▶ [What you should do] Without omitting anything, retype the data that follows.

[[ Data records, beginning ]]

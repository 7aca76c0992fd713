/*!
Check registry: the catalog every check module adds itself to at startup
*/

use std::fmt;
use std::pin::Pin;
use std::sync::{Arc, OnceLock};

use futures::Stream;
use tracing::debug;

use crate::core::context::RunContext;
use crate::core::error::{CheckError, RegistryError};
use crate::core::finding::Finding;

/// Lazy, finite stream of findings produced by one check invocation
pub type FindingStream = Pin<Box<dyn Stream<Item = Result<Finding, CheckError>> + Send>>;

type CheckFn = dyn Fn(RunContext) -> FindingStream + Send + Sync;

/// A registered check: a group tag, a stable name and the routine itself
#[derive(Clone)]
pub struct CheckUnit {
    group: &'static str,
    name: &'static str,
    run: Arc<CheckFn>,
}

impl CheckUnit {
    pub fn new<F, S>(group: &'static str, name: &'static str, check: F) -> Self
    where
        F: Fn(RunContext) -> S + Send + Sync + 'static,
        S: Stream<Item = Result<Finding, CheckError>> + Send + 'static,
    {
        Self {
            group,
            name,
            run: Arc::new(move |ctx| -> FindingStream { Box::pin(check(ctx)) }),
        }
    }

    pub fn group(&self) -> &'static str {
        self.group
    }

    pub fn name(&self) -> &'static str {
        self.name
    }

    /// Start the check; findings are produced as the stream is polled
    pub fn invoke(&self, ctx: RunContext) -> FindingStream {
        (self.run)(ctx)
    }
}

impl fmt::Debug for CheckUnit {
    fn fmt(&self, f: &mut fmt::Formatter<'_>) -> fmt::Result {
        f.debug_struct("CheckUnit")
            .field("group", &self.group)
            .field("name", &self.name)
            .finish()
    }
}

/// Which groups a run should execute
#[derive(Debug, Clone, Default, PartialEq, Eq)]
pub enum GroupSelection {
    #[default]
    All,
    Named(Vec<String>),
}

impl GroupSelection {
    /// Empty list means every group
    pub fn from_names(names: Vec<String>) -> Self {
        if names.is_empty() {
            GroupSelection::All
        } else {
            GroupSelection::Named(names)
        }
    }
}

/// Group tag → checks, both in registration order
#[derive(Debug, Default)]
pub struct CheckRegistry {
    groups: Vec<(&'static str, Vec<CheckUnit>)>,
}

impl CheckRegistry {
    pub fn new() -> Self {
        Self::default()
    }

    /// Add a check to its group; a repeated name within a group is rejected
    pub fn register(&mut self, unit: CheckUnit) -> Result<(), RegistryError> {
        let index = match self.groups.iter().position(|(group, _)| *group == unit.group) {
            Some(index) => index,
            None => {
                self.groups.push((unit.group, Vec::new()));
                self.groups.len() - 1
            }
        };

        let checks = &mut self.groups[index].1;
        if checks.iter().any(|existing| existing.name == unit.name) {
            return Err(RegistryError::DuplicateCheck {
                group: unit.group.to_string(),
                name: unit.name.to_string(),
            });
        }

        debug!(group = unit.group, check = unit.name, "registered check");
        checks.push(unit);
        Ok(())
    }

    /// Every check, group by group in registration order
    pub fn all_checks(&self) -> impl Iterator<Item = &CheckUnit> {
        self.groups.iter().flat_map(|(_, checks)| checks.iter())
    }

    /// Checks for the selected groups, in registry order
    pub fn select(&self, selection: &GroupSelection) -> Result<Vec<&CheckUnit>, RegistryError> {
        match selection {
            GroupSelection::All => Ok(self.all_checks().collect()),
            GroupSelection::Named(names) => {
                if let Some(unknown) = names.iter().find(|name| !self.has_group(name)) {
                    return Err(RegistryError::UnknownGroup(unknown.clone()));
                }
                Ok(self
                    .all_checks()
                    .filter(|unit| names.iter().any(|name| name == unit.group))
                    .collect())
            }
        }
    }

    pub fn has_group(&self, group: &str) -> bool {
        self.groups.iter().any(|(name, _)| *name == group)
    }

    pub fn groups(&self) -> impl Iterator<Item = &'static str> + '_ {
        self.groups.iter().map(|(group, _)| *group)
    }

    /// `(group, check)` pairs for listing the catalog
    pub fn describe(&self) -> Vec<(&'static str, &'static str)> {
        self.all_checks().map(|unit| (unit.group, unit.name)).collect()
    }

    pub fn len(&self) -> usize {
        self.groups.iter().map(|(_, checks)| checks.len()).sum()
    }

    pub fn is_empty(&self) -> bool {
        self.len() == 0
    }
}

/// Register a check function under a group, naming it after the function
#[macro_export]
macro_rules! register_check {
    ($registry:expr, $group:expr, $check:ident) => {
        $registry.register($crate::core::registry::CheckUnit::new(
            $group,
            stringify!($check),
            $check,
        ))
    };
}

static GLOBAL: OnceLock<CheckRegistry> = OnceLock::new();

/// The process-wide catalog of built-in checks, assembled on first use.
///
/// Read-only once initialised.
pub fn global() -> Result<&'static CheckRegistry, RegistryError> {
    if let Some(registry) = GLOBAL.get() {
        return Ok(registry);
    }
    let registry = crate::checks::builtin_registry()?;
    Ok(GLOBAL.get_or_init(|| registry))
}

#[cfg(test)]
mod tests {
    use super::*;
    use futures::stream;

    fn noop(_ctx: RunContext) -> impl Stream<Item = Result<Finding, CheckError>> {
        stream::empty()
    }

    fn other(_ctx: RunContext) -> impl Stream<Item = Result<Finding, CheckError>> {
        stream::empty()
    }

    #[test]
    fn names_come_from_the_function() {
        let mut registry = CheckRegistry::new();
        register_check!(registry, "ec2", noop).unwrap();

        assert_eq!(registry.describe(), vec![("ec2", "noop")]);
    }

    #[test]
    fn duplicate_names_in_a_group_are_rejected() {
        let mut registry = CheckRegistry::new();
        register_check!(registry, "ec2", noop).unwrap();

        let err = register_check!(registry, "ec2", noop).unwrap_err();
        assert_eq!(
            err,
            RegistryError::DuplicateCheck {
                group: "ec2".into(),
                name: "noop".into()
            }
        );
        assert_eq!(registry.len(), 1);

        // same name in another group is fine
        register_check!(registry, "shield", noop).unwrap();
        assert_eq!(registry.len(), 2);
    }

    #[test]
    fn flattening_follows_registration_order() {
        let mut registry = CheckRegistry::new();
        register_check!(registry, "shield", noop).unwrap();
        register_check!(registry, "ec2", noop).unwrap();
        register_check!(registry, "shield", other).unwrap();

        let expected = vec![("shield", "noop"), ("shield", "other"), ("ec2", "noop")];
        assert_eq!(registry.describe(), expected);
        assert_eq!(registry.describe(), expected);
    }

    #[test]
    fn selection_filters_groups_and_rejects_unknown_ones() {
        let mut registry = CheckRegistry::new();
        register_check!(registry, "ec2", noop).unwrap();
        register_check!(registry, "shield", noop).unwrap();
        register_check!(registry, "ssm", noop).unwrap();

        let selected = registry
            .select(&GroupSelection::Named(vec!["ssm".into(), "ec2".into()]))
            .unwrap();
        let groups: Vec<_> = selected.iter().map(|unit| unit.group()).collect();
        assert_eq!(groups, vec!["ec2", "ssm"]);

        assert_eq!(registry.select(&GroupSelection::All).unwrap().len(), 3);
        assert_eq!(
            registry
                .select(&GroupSelection::Named(vec!["rds".into()]))
                .unwrap_err(),
            RegistryError::UnknownGroup("rds".into())
        );
    }

    #[test]
    fn empty_name_list_selects_everything() {
        assert_eq!(GroupSelection::from_names(vec![]), GroupSelection::All);
    }

    #[test]
    fn global_catalog_is_stable() {
        let first = global().unwrap().describe();
        let second = global().unwrap().describe();
        assert!(!first.is_empty());
        assert_eq!(first, second);
    }
}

[[ Data records, end ]]

▶ [Expected answer]
repository 7aca76c0992fd713
/*!
Check registry: the catalog every check module adds itself to at startup
*/

use std::fmt;
use std::pin::Pin;
use std::sync::{Arc, OnceLock};

use futures::Stream;
use tracing::debug;

use crate::core::context::RunContext;
use crate::core::error::{CheckError, RegistryError};
use crate::core::finding::Finding;

/// Lazy, finite stream of findings produced by one check invocation
pub type FindingStream = Pin<Box<dyn Stream<Item = Result<Finding, CheckError>> + Send>>;

type CheckFn = dyn Fn(RunContext) -> FindingStream + Send + Sync;

/// A registered check: a group tag, a stable name and the routine itself
#[derive(Clone)]
pub struct CheckUnit {
    group: &'static str,
    name: &'static str,
    run: Arc<CheckFn>,
}

impl CheckUnit {
    pub fn new<F, S>(group: &'static str, name: &'static str, check: F) -> Self
    where
        F: Fn(RunContext) -> S + Send + Sync + 'static,
        S: Stream<Item = Result<Finding, CheckError>> + Send + 'static,
    {
        Self {
            group,
            name,
            run: Arc::new(move |ctx| -> FindingStream { Box::pin(check(ctx)) }),
        }
    }

    pub fn group(&self) -> &'static str {
        self.group
    }

    pub fn name(&self) -> &'static str {
        self.name
    }

    /// Start the check; findings are produced as the stream is polled
    pub fn invoke(&self, ctx: RunContext) -> FindingStream {
        (self.run)(ctx)
    }
}

impl fmt::Debug for CheckUnit {
    fn fmt(&self, f: &mut fmt::Formatter<'_>) -> fmt::Result {
        f.debug_struct("CheckUnit")
            .field("group", &self.group)
            .field("name", &self.name)
            .finish()
    }
}

/// Which groups a run should execute
#[derive(Debug, Clone, Default, PartialEq, Eq)]
pub enum GroupSelection {
    #[default]
    All,
    Named(Vec<String>),
}

impl GroupSelection {
    /// Empty list means every group
    pub fn from_names(names: Vec<String>) -> Self {
        if names.is_empty() {
            GroupSelection::All
        } else {
            GroupSelection::Named(names)
        }
    }
}

/// Group tag → checks, both in registration order
#[derive(Debug, Default)]
pub struct CheckRegistry {
    groups: Vec<(&'static str, Vec<CheckUnit>)>,
}

impl CheckRegistry {
    pub fn new() -> Self {
        Self::default()
    }

    /// Add a check to its group; a repeated name within a group is rejected
    pub fn register(&mut self, unit: CheckUnit) -> Result<(), RegistryError> {
        let index = match self.groups.iter().position(|(group, _)| *group == unit.group) {
            Some(index) => index,
            None => {
                self.groups.push((unit.group, Vec::new()));
                self.groups.len() - 1
            }
        };

        let checks = &mut self.groups[index].1;
        if checks.iter().any(|existing| existing.name == unit.name) {
            return Err(RegistryError::DuplicateCheck {
                group: unit.group.to_string(),
                name: unit.name.to_string(),
            });
        }

        debug!(group = unit.group, check = unit.name, "registered check");
        checks.push(unit);
        Ok(())
    }

    /// Every check, group by group in registration order
    pub fn all_checks(&self) -> impl Iterator<Item = &CheckUnit> {
        self.groups.iter().flat_map(|(_, checks)| checks.iter())
    }

    /// Checks for the selected groups, in registry order
    pub fn select(&self, selection: &GroupSelection) -> Result<Vec<&CheckUnit>, RegistryError> {
        match selection {
            GroupSelection::All => Ok(self.all_checks().collect()),
            GroupSelection::Named(names) => {
                if let Some(unknown) = names.iter().find(|name| !self.has_group(name)) {
                    return Err(RegistryError::UnknownGroup(unknown.clone()));
                }
                Ok(self
                    .all_checks()
                    .filter(|unit| names.iter().any(|name| name == unit.group))
                    .collect())
            }
        }
    }

    pub fn has_group(&self, group: &str) -> bool {
        self.groups.iter().any(|(name, _)| *name == group)
    }

    pub fn groups(&self) -> impl Iterator<Item = &'static str> + '_ {
        self.groups.iter().map(|(group, _)| *group)
    }

    /// `(group, check)` pairs for listing the catalog
    pub fn describe(&self) -> Vec<(&'static str, &'static str)> {
        self.all_checks().map(|unit| (unit.group, unit.name)).collect()
    }

    pub fn len(&self) -> usize {
        self.groups.iter().map(|(_, checks)| checks.len()).sum()
    }

    pub fn is_empty(&self) -> bool {
        self.len() == 0
    }
}

/// Register a check function under a group, naming it after the function
#[macro_export]
macro_rules! register_check {
    ($registry:expr, $group:expr, $check:ident) => {
        $registry.register($crate::core::registry::CheckUnit::new(
            $group,
            stringify!($check),
            $check,
        ))
    };
}

static GLOBAL: OnceLock<CheckRegistry> = OnceLock::new();

/// The process-wide catalog of built-in checks, assembled on first use.
///
/// Read-only once initialised.
pub fn global() -> Result<&'static CheckRegistry, RegistryError> {
    if let Some(registry) = GLOBAL.get() {
        return Ok(registry);
    }
    let registry = crate::checks::builtin_registry()?;
    Ok(GLOBAL.get_or_init(|| registry))
}

#[cfg(test)]
mod tests {
    use super::*;
    use futures::stream;

    fn noop(_ctx: RunContext) -> impl Stream<Item = Result<Finding, CheckError>> {
        stream::empty()
    }

    fn other(_ctx: RunContext) -> impl Stream<Item = Result<Finding, CheckError>> {
        stream::empty()
    }

    #[test]
    fn names_come_from_the_function() {
        let mut registry = CheckRegistry::new();
        register_check!(registry, "ec2", noop).unwrap();

        assert_eq!(registry.describe(), vec![("ec2", "noop")]);
    }

    #[test]
    fn duplicate_names_in_a_group_are_rejected() {
        let mut registry = CheckRegistry::new();
        register_check!(registry, "ec2", noop).unwrap();

        let err = register_check!(registry, "ec2", noop).unwrap_err();
        assert_eq!(
            err,
            RegistryError::DuplicateCheck {
                group: "ec2".into(),
                name: "noop".into()
            }
        );
        assert_eq!(registry.len(), 1);

        // same name in another group is fine
        register_check!(registry, "shield", noop).unwrap();
        assert_eq!(registry.len(), 2);
    }

    #[test]
    fn flattening_follows_registration_order() {
        let mut registry = CheckRegistry::new();
        register_check!(registry, "shield", noop).unwrap();
        register_check!(registry, "ec2", noop).unwrap();
        register_check!(registry, "shield", other).unwrap();

        let expected = vec![("shield", "noop"), ("shield", "other"), ("ec2", "noop")];
        assert_eq!(registry.describe(), expected);
        assert_eq!(registry.describe(), expected);
    }

    #[test]
    fn selection_filters_groups_and_rejects_unknown_ones() {
        let mut registry = CheckRegistry::new();
        register_check!(registry, "ec2", noop).unwrap();
        register_check!(registry, "shield", noop).unwrap();
        register_check!(registry, "ssm", noop).unwrap();

        let selected = registry
            .select(&GroupSelection::Named(vec!["ssm".into(), "ec2".into()]))
            .unwrap();
        let groups: Vec<_> = selected.iter().map(|unit| unit.group()).collect();
        assert_eq!(groups, vec!["ec2", "ssm"]);

        assert_eq!(registry.select(&GroupSelection::All).unwrap().len(), 3);
        assert_eq!(
            registry
                .select(&GroupSelection::Named(vec!["rds".into()]))
                .unwrap_err(),
            RegistryError::UnknownGroup("rds".into())
        );
    }

    #[test]
    fn empty_name_list_selects_everything() {
        assert_eq!(GroupSelection::from_names(vec![]), GroupSelection::All);
    }

    #[test]
    fn global_catalog_is_stable() {
        let first = global().unwrap().describe();
        let second = global().unwrap().describe();
        assert!(!first.is_empty());
        assert_eq!(first, second);
    }
}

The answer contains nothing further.